Les virologues, épidémiologistes, médecins, spécialistes du comportement et créateurs de médicaments ont pu rapidement mettre au point des protocoles et des kits de dépistage, développer des capacités de diagnostic et de modélisation et établir des prévisions afin d’orienter les décideurs politiques dans les premiers jours de la pandémie. Les gouvernements ont activé des outils politiques qui avaient auparavant été testés dans d’autres contextes, comme les garanties de marché et le versement d’aides financières directes aux laboratoires universitaires et aux sociétés pharmaceutiques. En quelques mois, plus d’une douzaine de vaccins étaient en cours de développement. Moins d’un an plus tard, plusieurs d’entre eux se sont déjà révélés efficaces et sans danger - donnant lieu au développement de vaccins le plus rapide de l’histoire, à plusieurs années près.
En matière de coopération scientifique, industrielle et politique, il s’agit d’un tour de force sans précédent. Le fait qu’il ait eu lieu si rapidement et sans heurts a peut-être empêché nombre d’entre nous d’en prendre toute la mesure. Il s’agit certes d’un événement historique, mais il n’est en rien le fruit du hasard. Il s’appuie sur le soutien à long terme apporté par des organisations telles que la Coalition pour les innovations en matière de préparation aux épidémies (CEPI), fondée conjointement par les gouvernements norvégien et indien, la Fondation Bill & Melinda Gates, le Wellcome Trust et le Forum économique mondial, en faveur des mesures de préparation aux épidémies.
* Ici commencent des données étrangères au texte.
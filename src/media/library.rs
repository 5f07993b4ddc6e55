//! Online stock media catalogue.
//!
//! Items are not downloaded; they only produce drag payloads flagged as
//! online so the timeline can place them like uploaded media.

use crate::config::ClipDefaults;
use crate::core::id::MediaId;
use crate::media::kind::MediaKind;
use crate::media::payload::DragPayload;

#[derive(Debug, Clone, PartialEq)]
pub struct LibraryItem {
    pub id: u32,
    pub kind: MediaKind,
    pub title: &'static str,
    pub duration_label: Option<&'static str>,
    pub thumbnail: &'static str,
    pub source: &'static str,
}

impl LibraryItem {
    pub fn media_id(&self) -> MediaId {
        MediaId::from(format!("online-{}", self.id))
    }

    pub fn drag_payload(&self, defaults: &ClipDefaults) -> DragPayload {
        let mut payload = DragPayload::media(
            self.media_id(),
            self.kind,
            self.title,
            defaults.for_kind(self.kind),
        );
        payload.is_online = Some(true);
        payload.thumbnail = Some(self.thumbnail.to_string());
        payload
    }
}

/// Category filter for library browsing
#[derive(Debug, Clone, Copy, PartialEq, Eq, Default)]
pub enum Category {
    #[default]
    All,
    Only(MediaKind),
}

impl Category {
    fn matches(&self, kind: MediaKind) -> bool {
        match self {
            Category::All => true,
            Category::Only(wanted) => *wanted == kind,
        }
    }
}

const CATALOGUE: &[LibraryItem] = &[
    LibraryItem {
        id: 1,
        kind: MediaKind::Video,
        title: "Ocean Waves",
        duration_label: Some("0:15"),
        thumbnail: "/ocean-waves.png",
        source: "Pexels",
    },
    LibraryItem {
        id: 2,
        kind: MediaKind::Image,
        title: "Mountain Landscape",
        duration_label: None,
        thumbnail: "/majestic-mountain-vista.png",
        source: "Pexels",
    },
    LibraryItem {
        id: 3,
        kind: MediaKind::Video,
        title: "City Traffic",
        duration_label: Some("0:30"),
        thumbnail: "/busy-city-intersection.png",
        source: "Pexels",
    },
    LibraryItem {
        id: 4,
        kind: MediaKind::Image,
        title: "Abstract Pattern",
        duration_label: None,
        thumbnail: "/abstract-geometric-flow.png",
        source: "Pexels",
    },
    LibraryItem {
        id: 5,
        kind: MediaKind::Video,
        title: "Forest Walk",
        duration_label: Some("0:45"),
        thumbnail: "/forest-walk.png",
        source: "Pexels",
    },
    LibraryItem {
        id: 6,
        kind: MediaKind::Image,
        title: "Sunset Sky",
        duration_label: None,
        thumbnail: "/sunset-sky.png",
        source: "Pexels",
    },
];

/// Searchable view over the stock catalogue
#[derive(Debug, Clone, Default)]
pub struct MediaLibrary {
    pub query: String,
    pub category: Category,
}

impl MediaLibrary {
    pub fn new() -> Self {
        Self::default()
    }

    pub fn items(&self) -> &'static [LibraryItem] {
        CATALOGUE
    }

    /// Items whose title contains the query (case-insensitive) and whose
    /// kind matches the category
    pub fn filtered(&self) -> Vec<&'static LibraryItem> {
        let query = self.query.to_lowercase();
        CATALOGUE
            .iter()
            .filter(|item| item.title.to_lowercase().contains(&query))
            .filter(|item| self.category.matches(item.kind))
            .collect()
    }

    pub fn find(&self, media_id: &MediaId) -> Option<&'static LibraryItem> {
        CATALOGUE.iter().find(|item| &item.media_id() == media_id)
    }
}
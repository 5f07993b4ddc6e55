//! Media classification.

use serde::{Deserialize, Serialize};
use std::fmt;

/// Kind of uploaded or library media
#[derive(Debug, Clone, Copy, PartialEq, Eq, Hash, Serialize, Deserialize)]
#[serde(rename_all = "lowercase")]
pub enum MediaKind {
    Video,
    Image,
    Audio,
}

impl MediaKind {
    /// Classify a MIME type by its top-level prefix.
    ///
    /// Returns `None` for anything that is not `video/*`, `image/*` or `audio/*`.
    pub fn from_mime(mime: &str) -> Option<Self> {
        let mime = mime.trim().to_ascii_lowercase();
        if mime.starts_with("video/") {
            Some(MediaKind::Video)
        } else if mime.starts_with("image/") {
            Some(MediaKind::Image)
        } else if mime.starts_with("audio/") {
            Some(MediaKind::Audio)
        } else {
            None
        }
    }

    pub fn as_str(&self) -> &'static str {
        match self {
            MediaKind::Video => "video",
            MediaKind::Image => "image",
            MediaKind::Audio => "audio",
        }
    }
}

impl fmt::Display for MediaKind {
    fn fmt(&self, f: &mut fmt::Formatter<'_>) -> fmt::Result {
        f.write_str(self.as_str())
    }
}

/// Best-effort MIME type for a file extension.
///
/// Used by the headless driver, which reads files from disk and has no
/// browser-supplied type to go on.
pub fn mime_for_extension(extension: &str) -> Option<&'static str> {
    let mime = match extension.to_ascii_lowercase().as_str() {
        "mp4" | "m4v" => "video/mp4",
        "mov" => "video/quicktime",
        "webm" => "video/webm",
        "avi" => "video/x-msvideo",
        "mkv" => "video/x-matroska",
        "png" => "image/png",
        "jpg" | "jpeg" => "image/jpeg",
        "gif" => "image/gif",
        "webp" => "image/webp",
        "svg" => "image/svg+xml",
        "mp3" => "audio/mpeg",
        "wav" => "audio/wav",
        "ogg" => "audio/ogg",
        "m4a" => "audio/mp4",
        "flac" => "audio/flac",
        _ => return None,
    };
    Some(mime)
}
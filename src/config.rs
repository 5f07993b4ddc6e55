//! Editor configuration.
//!
//! Every field has a default matching the stock editor, so an empty TOML
//! document (or no file at all) yields a usable configuration.

use serde::{Deserialize, Serialize};
use std::path::Path;

use crate::core::time::Units;
use crate::media::kind::MediaKind;

/// Error type for configuration loading
#[derive(Debug, thiserror::Error)]
pub enum ConfigError {
    #[error("Failed to read config file: {0}")]
    Io(#[from] std::io::Error),
    #[error("Failed to parse config: {0}")]
    Parse(#[from] toml::de::Error),
    #[error("Invalid config: {0}")]
    Invalid(String),
}

/// Upload size ceilings per media kind, in bytes
#[derive(Debug, Clone, PartialEq, Serialize, Deserialize)]
#[serde(default)]
pub struct SizeLimits {
    pub video: u64,
    pub image: u64,
    pub audio: u64,
}

impl SizeLimits {
    pub fn ceiling(&self, kind: MediaKind) -> u64 {
        match kind {
            MediaKind::Video => self.video,
            MediaKind::Image => self.image,
            MediaKind::Audio => self.audio,
        }
    }
}

impl Default for SizeLimits {
    fn default() -> Self {
        Self {
            video: 5 * 1024 * 1024,
            image: 1024 * 1024,
            audio: 2 * 1024 * 1024,
        }
    }
}

#[derive(Debug, Clone, PartialEq, Serialize, Deserialize)]
#[serde(default)]
pub struct ZoomConfig {
    pub min: f64,
    pub max: f64,
    pub step: f64,
}

impl Default for ZoomConfig {
    fn default() -> Self {
        Self {
            min: 0.25,
            max: 4.0,
            step: 1.5,
        }
    }
}

#[derive(Debug, Clone, PartialEq, Serialize, Deserialize)]
#[serde(default)]
pub struct PlaybackConfig {
    /// Period of the playback tick
    pub tick_interval_ms: u64,
    /// Playhead advance per tick when no media clock is attached
    pub tick_increment: Units,
}

impl Default for PlaybackConfig {
    fn default() -> Self {
        Self {
            tick_interval_ms: 100,
            tick_increment: 1.0,
        }
    }
}

/// Clip lengths used when a drag payload does not carry one
#[derive(Debug, Clone, PartialEq, Serialize, Deserialize)]
#[serde(default)]
pub struct ClipDefaults {
    /// Used when a payload has no duration at all
    pub fallback: Units,
    pub video: Units,
    pub image: Units,
    pub audio: Units,
}

impl ClipDefaults {
    pub fn for_kind(&self, kind: MediaKind) -> Units {
        match kind {
            MediaKind::Video => self.video,
            MediaKind::Image => self.image,
            MediaKind::Audio => self.audio,
        }
    }
}

impl Default for ClipDefaults {
    fn default() -> Self {
        Self {
            fallback: 120.0,
            video: 120.0,
            image: 60.0,
            audio: 180.0,
        }
    }
}

/// Where `place_clip` puts a clip when no start offset is given
#[derive(Debug, Clone, Copy, PartialEq, Eq, Default, Serialize, Deserialize)]
#[serde(rename_all = "snake_case")]
pub enum PlacementPolicy {
    /// Track origin; may overlap existing clips
    #[default]
    Origin,
    /// Current playhead position
    Playhead,
    /// Right after the last clip on the track
    AfterLast,
}

/// Top-level editor configuration
#[derive(Debug, Clone, PartialEq, Serialize, Deserialize)]
#[serde(default)]
pub struct EditorConfig {
    pub limits: SizeLimits,
    pub zoom: ZoomConfig,
    pub playback: PlaybackConfig,
    pub clip_defaults: ClipDefaults,
    pub placement: PlacementPolicy,
    /// Total bytes the content store may hold at once
    pub content_pool_bytes: u64,
}

impl EditorConfig {
    /// Parse and validate a TOML document
    pub fn from_toml_str(source: &str) -> Result<Self, ConfigError> {
        let config: EditorConfig = toml::from_str(source)?;
        config.validate()?;
        Ok(config)
    }

    /// Load from a TOML file
    pub fn load<P: AsRef<Path>>(path: P) -> Result<Self, ConfigError> {
        let source = std::fs::read_to_string(path.as_ref())?;
        let config = Self::from_toml_str(&source)?;
        log::debug!("Loaded editor config from {}", path.as_ref().display());
        Ok(config)
    }

    pub fn validate(&self) -> Result<(), ConfigError> {
        let zoom = &self.zoom;
        if !(zoom.min.is_finite() && zoom.max.is_finite()) || zoom.min <= 0.0 || zoom.min > zoom.max {
            return Err(ConfigError::Invalid(format!(
                "zoom bounds [{}, {}] must be positive and ordered",
                zoom.min, zoom.max
            )));
        }
        if !zoom.step.is_finite() || zoom.step <= 1.0 {
            return Err(ConfigError::Invalid(format!(
                "zoom step {} must be greater than 1",
                zoom.step
            )));
        }
        if self.playback.tick_interval_ms == 0 {
            return Err(ConfigError::Invalid("tick interval must be non-zero".into()));
        }
        let increment = self.playback.tick_increment;
        if !increment.is_finite() || increment < 0.0 {
            return Err(ConfigError::Invalid(format!(
                "tick increment {} must be finite and not negative",
                increment
            )));
        }

        let defaults = &self.clip_defaults;
        for (name, length) in [
            ("fallback", defaults.fallback),
            ("video", defaults.video),
            ("image", defaults.image),
            ("audio", defaults.audio),
        ] {
            if !length.is_finite() || length <= 0.0 {
                return Err(ConfigError::Invalid(format!(
                    "{} clip length {} must be positive",
                    name, length
                )));
            }
        }
        Ok(())
    }
}

impl Default for EditorConfig {
    fn default() -> Self {
        Self {
            limits: SizeLimits::default(),
            zoom: ZoomConfig::default(),
            playback: PlaybackConfig::default(),
            clip_defaults: ClipDefaults::default(),
            placement: PlacementPolicy::default(),
            content_pool_bytes: 256 * 1024 * 1024,
        }
    }
}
Chacun de ces exemples dénote le pouvoir de l’action communautaire et de la coopération internationale. Ils nous rappellent pourquoi le travail rigoureux de construction de la cohésion sociale est vital. Toutefois, cette cohésion sociale ne peut être atteinte du jour au lendemain et à la demande. Sa mise en place nécessite un travail patient et à long terme, sur plusieurs années et sur plusieurs générations. C’est pourquoi la Fondation Aga Khan fait du soutien à la société civile la pierre angulaire de son action depuis un demi-siècle.
Comme le monde entier a pu le constater au cours de la dernière décennie, et le constatera encore davantage à la suite de cette pandémie, en période de pression économique, il est souvent tentant d’amputer les programmes sociaux et les institutions sociales - écoles, hôpitaux, organisations à but non lucratif - qui soutiennent nos communautés. Mais si cette pandémie nous a appris quelque chose, c’est que s’il peut sembler économiquement opportun d’éroder ces fondations, la résilience à long terme de nos sociétés dépend de l’existence même de ces filets de sécurité sociale, de ces moteurs de la solidarité, de ces institutions de valorisation du pluralisme.
Alors que nous nous tournons désormais vers l’avenir, il s’agit d’une leçon dont nous devons tous tenir compte, et qui déterminera la façon dont nous nous relèverons de cette pandémie.
Ce texte est une adaptation d’un article publié sur le site internet de la Fondation Aga Khan (Royaume-Uni).